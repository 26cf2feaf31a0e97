pub mod classroom;
pub mod clock;
pub mod oauth;

pub use classroom::ClassroomAdapter;
pub use clock::SystemClock;
pub use oauth::{authorize, OAuthClient, TokenSource, TokenStore};
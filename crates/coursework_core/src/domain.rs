//! crates/coursework_core/src/domain.rs
//!
//! Defines the pure, core data structures for the application.
//! These structs are independent of any HTTP client or serialization format.

use chrono::NaiveDate;
use std::fmt;

/// An opaque course identifier, as accepted by the remote service.
#[derive(Debug, Clone, PartialEq, Eq, Hash, PartialOrd, Ord)]
pub struct CourseId(String);

impl CourseId {
    pub fn new(id: impl Into<String>) -> Self {
        Self(id.into())
    }

    pub fn as_str(&self) -> &str {
        &self.0
    }
}

impl fmt::Display for CourseId {
    fn fmt(&self, f: &mut fmt::Formatter<'_>) -> fmt::Result {
        f.write_str(&self.0)
    }
}

impl From<&str> for CourseId {
    fn from(value: &str) -> Self {
        Self::new(value)
    }
}

/// A due date exactly as the remote service reports it.
///
/// The components are kept raw so that an impossible date surfaces as a
/// parse failure at check time instead of being silently dropped on fetch.
#[derive(Debug, Clone, Copy, PartialEq, Eq)]
pub struct DueDate {
    pub year: i32,
    pub month: u32,
    pub day: u32,
}

impl DueDate {
    pub fn new(year: i32, month: u32, day: u32) -> Self {
        Self { year, month, day }
    }

    /// Converts into a calendar date, or `None` if the components do not name a real day.
    pub fn to_naive(self) -> Option<NaiveDate> {
        NaiveDate::from_ymd_opt(self.year, self.month, self.day)
    }
}

impl From<NaiveDate> for DueDate {
    fn from(date: NaiveDate) -> Self {
        use chrono::Datelike;
        Self::new(date.year(), date.month(), date.day())
    }
}

impl fmt::Display for DueDate {
    fn fmt(&self, f: &mut fmt::Formatter<'_>) -> fmt::Result {
        write!(f, "{}-{:02}-{:02}", self.year, self.month, self.day)
    }
}

/// A coursework item. Fetched fresh on every run and never mutated.
#[derive(Debug, Clone, PartialEq, Eq)]
pub struct Assignment {
    pub id: String,
    pub title: String,
    pub course_id: CourseId,
    pub due_date: Option<DueDate>,
    pub link: String,
}

impl fmt::Display for Assignment {
    /// Renders the console line: `<title> (<id>) link:<url>`.
    fn fmt(&self, f: &mut fmt::Formatter<'_>) -> fmt::Result {
        write!(f, "{} ({}) link:{}", self.title, self.id, self.link)
    }
}

/// State tag of a student submission.
#[derive(Debug, Clone, PartialEq, Eq)]
pub enum SubmissionState {
    Unspecified,
    New,
    Created,
    TurnedIn,
    Returned,
    ReclaimedByStudent,
    Other(String),
}

impl SubmissionState {
    /// Parses the wire tag used by the remote service (e.g. `TURNED_IN`).
    pub fn from_tag(tag: &str) -> Self {
        match tag {
            "SUBMISSION_STATE_UNSPECIFIED" | "" => Self::Unspecified,
            "NEW" => Self::New,
            "CREATED" => Self::Created,
            "TURNED_IN" => Self::TurnedIn,
            "RETURNED" => Self::Returned,
            "RECLAIMED_BY_STUDENT" => Self::ReclaimedByStudent,
            other => Self::Other(other.to_string()),
        }
    }
}

/// A student's submission record for one assignment.
#[derive(Debug, Clone, PartialEq, Eq)]
pub struct Submission {
    pub id: String,
    pub assignment_id: String,
    pub state: SubmissionState,
}

impl Submission {
    pub fn is_turned_in(&self) -> bool {
        self.state == SubmissionState::TurnedIn
    }
}
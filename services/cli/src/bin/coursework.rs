//! services/cli/src/bin/coursework.rs

use cli_lib::{
    adapters::{authorize, ClassroomAdapter, OAuthClient, SystemClock, TokenStore},
    config::Config,
    error::CliError,
    telemetry,
};
use coursework_core::{report, AssignmentLister};
use std::sync::Arc;
use tokio_util::sync::CancellationToken;
use tracing::{info, warn};

#[tokio::main]
async fn main() -> Result<(), CliError> {
    // --- 1. Load Configuration & Set Up Logging ---
    let config = Config::from_env()?;
    telemetry::init(&config)?;
    info!(
        "Configuration loaded. {} courses, max concurrency {}, policy {:?}.",
        config.course_ids.len(),
        config.max_concurrency,
        config.failure_policy
    );

    // --- 2. Obtain Credentials ---
    let http = reqwest::Client::builder()
        .build()
        .map_err(|e| CliError::Internal(format!("Failed to build HTTP client: {}", e)))?;
    let oauth_client = OAuthClient::from_file(&config.client_secret_path)?;
    let tokens = authorize(oauth_client, http.clone(), TokenStore::new(&config.token_path)).await?;
    info!("Authorized against the Classroom API.");

    // --- 3. Initialize Service Adapters ---
    let classroom = Arc::new(ClassroomAdapter::new(
        http,
        config.api_base_url.clone(),
        Arc::new(tokens),
    ));
    let lister = AssignmentLister::new(
        classroom,
        Arc::new(SystemClock),
        config.max_concurrency,
        config.failure_policy,
    );

    // --- 4. Fan Out, Print as Results Arrive ---
    let mut stdout = std::io::stdout().lock();
    let outcome = report(
        &lister,
        config.course_ids.clone(),
        &mut stdout,
        CancellationToken::new(),
    )
    .await?;

    let summary = &outcome.summary;
    info!(
        "Printed {} assignments ({} checked, {} overdue, {} turned in).",
        outcome.printed, summary.assignments_checked, summary.overdue, summary.turned_in
    );
    for (assignment_id, reason) in &summary.failed_checks {
        warn!("Skipped assignment {} after a failed check: {}", assignment_id, reason);
    }
    if !summary.failed_courses.is_empty() {
        for (course_id, reason) in &summary.failed_courses {
            warn!("Could not list course {}: {}", course_id, reason);
        }
        return Err(CliError::Internal(format!(
            "{} of {} courses could not be listed",
            summary.failed_courses.len(),
            config.course_ids.len()
        )));
    }

    Ok(())
}
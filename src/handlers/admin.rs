use teloxide::prelude::*;

pub const ACCESS_DENIED: &str = "❌ You do not have access.";

/// Telegram user ids are unsigned; the store keys them as i64.
pub fn user_key(id: UserId) -> i64 {
    id.0 as i64
}

pub fn sender_key(msg: &Message) -> Option<i64> {
    msg.from.as_ref().map(|user| user_key(user.id))
}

= PROBLEM =
Word for word, transcribe each record.

= SOLUTION BELOW =
repository 26cf2feaf31a0e97
pub mod classroom;
pub mod clock;
pub mod oauth;

pub use classroom::ClassroomAdapter;
pub use clock::SystemClock;
pub use oauth::{authorize, OAuthClient, TokenSource, TokenStore};
filename crates/coursework_core/src/domain.rs
//! crates/coursework_core/src/domain.rs
//!
//! Defines the pure, core data structures for the application.
//! These structs are independent of any HTTP client or serialization format.

use chrono::NaiveDate;
use std::fmt;

/// An opaque course identifier, as accepted by the remote service.
#[derive(Debug, Clone, PartialEq, Eq, Hash, PartialOrd, Ord)]
pub struct CourseId(String);

impl CourseId {
    pub fn new(id: impl Into<String>) -> Self {
        Self(id.into())
    }

    pub fn as_str(&self) -> &str {
        &self.0
    }
}

impl fmt::Display for CourseId {
    fn fmt(&self, f: &mut fmt::Formatter<'_>) -> fmt::Result {
        f.write_str(&self.0)
    }
}

impl From<&str> for CourseId {
    fn from(value: &str) -> Self {
        Self::new(value)
    }
}

/// A due date exactly as the remote service reports it.
///
/// The components are kept raw so that an impossible date surfaces as a
/// parse failure at check time instead of being silently dropped on fetch.
#[derive(Debug, Clone, Copy, PartialEq, Eq)]
pub struct DueDate {
    pub year: i32,
    pub month: u32,
    pub day: u32,
}

impl DueDate {
    pub fn new(year: i32, month: u32, day: u32) -> Self {
        Self { year, month, day }
    }

    /// Converts into a calendar date, or `None` if the components do not name a real day.
    pub fn to_naive(self) -> Option<NaiveDate> {
        NaiveDate::from_ymd_opt(self.year, self.month, self.day)
    }
}

impl From<NaiveDate> for DueDate {
    fn from(date: NaiveDate) -> Self {
        use chrono::Datelike;
        Self::new(date.year(), date.month(), date.day())
    }
}

impl fmt::Display for DueDate {
    fn fmt(&self, f: &mut fmt::Formatter<'_>) -> fmt::Result {
        write!(f, "{}-{:02}-{:02}", self.year, self.month, self.day)
    }
}

/// A coursework item. Fetched fresh on every run and never mutated.
#[derive(Debug, Clone, PartialEq, Eq)]
pub struct Assignment {
    pub id: String,
    pub title: String,
    pub course_id: CourseId,
    pub due_date: Option<DueDate>,
    pub link: String,
}

impl fmt::Display for Assignment {
    /// Renders the console line: `<title> (<id>) link:<url>`.
    fn fmt(&self, f: &mut fmt::Formatter<'_>) -> fmt::Result {
        write!(f, "{} ({}) link:{}", self.title, self.id, self.link)
    }
}

/// State tag of a student submission.
#[derive(Debug, Clone, PartialEq, Eq)]
pub enum SubmissionState {
    Unspecified,
    New,
    Created,
    TurnedIn,
    Returned,
    ReclaimedByStudent,
    Other(String),
}

impl SubmissionState {
    /// Parses the wire tag used by the remote service (e.g. `TURNED_IN`).
    pub fn from_tag(tag: &str) -> Self {
        match tag {
            "SUBMISSION_STATE_UNSPECIFIED" | "" => Self::Unspecified,
            "NEW" => Self::New,
            "CREATED" => Self::Created,
            "TURNED_IN" => Self::TurnedIn,
            "RETURNED" => Self::Returned,
            "RECLAIMED_BY_STUDENT" => Self::ReclaimedByStudent,
            other => Self::Other(other.to_string()),
        }
    }
}

/// A student's submission record for one assignment.
#[derive(Debug, Clone, PartialEq, Eq)]
pub struct Submission {
    pub id: String,
    pub assignment_id: String,
    pub state: SubmissionState,
}

impl Submission {
    pub fn is_turned_in(&self) -> bool {
        self.state == SubmissionState::TurnedIn
    }
}
filename services/cli/src/bin/coursework.rs
//! services/cli/src/bin/coursework.rs

use cli_lib::{
    adapters::{authorize, ClassroomAdapter, OAuthClient, SystemClock, TokenStore},
    config::Config,
    error::CliError,
    telemetry,
};
use coursework_core::{report, AssignmentLister};
use std::sync::Arc;
use tokio_util::sync::CancellationToken;
use tracing::{info, warn};

#[tokio::main]
async fn main() -> Result<(), CliError> {
    // --- 1. Load Configuration & Set Up Logging ---
    let config = Config::from_env()?;
    telemetry::init(&config)?;
    info!(
        "Configuration loaded. {} courses, max concurrency {}, policy {:?}.",
        config.course_ids.len(),
        config.max_concurrency,
        config.failure_policy
    );

    // --- 2. Obtain Credentials ---
    let http = reqwest::Client::builder()
        .build()
        .map_err(|e| CliError::Internal(format!("Failed to build HTTP client: {}", e)))?;
    let oauth_client = OAuthClient::from_file(&config.client_secret_path)?;
    let tokens = authorize(oauth_client, http.clone(), TokenStore::new(&config.token_path)).await?;
    info!("Authorized against the Classroom API.");

    // --- 3. Initialize Service Adapters ---
    let classroom = Arc::new(ClassroomAdapter::new(
        http,
        config.api_base_url.clone(),
        Arc::new(tokens),
    ));
    let lister = AssignmentLister::new(
        classroom,
        Arc::new(SystemClock),
        config.max_concurrency,
        config.failure_policy,
    );

    // --- 4. Fan Out, Print as Results Arrive ---
    let mut stdout = std::io::stdout().lock();
    let outcome = report(
        &lister,
        config.course_ids.clone(),
        &mut stdout,
        CancellationToken::new(),
    )
    .await?;

    let summary = &outcome.summary;
    info!(
        "Printed {} assignments ({} checked, {} overdue, {} turned in).",
        outcome.printed, summary.assignments_checked, summary.overdue, summary.turned_in
    );
    for (assignment_id, reason) in &summary.failed_checks {
        warn!("Skipped assignment {} after a failed check: {}", assignment_id, reason);
    }
    if !summary.failed_courses.is_empty() {
        for (course_id, reason) in &summary.failed_courses {
            warn!("Could not list course {}: {}", course_id, reason);
        }
        return Err(CliError::Internal(format!(
            "{} of {} courses could not be listed",
            summary.failed_courses.len(),
            config.course_ids.len()
        )));
    }

    Ok(())
}
filename src/handlers/admin.rs
use teloxide::prelude::*;

pub const ACCESS_DENIED: &str = "❌ You do not have access.";

/// Telegram user ids are unsigned; the store keys them as i64.
pub fn user_key(id: UserId) -> i64 {
    id.0 as i64
}

pub fn sender_key(msg: &Message) -> Option<i64> {
    msg.from.as_ref().map(|user| user_key(user.id))
}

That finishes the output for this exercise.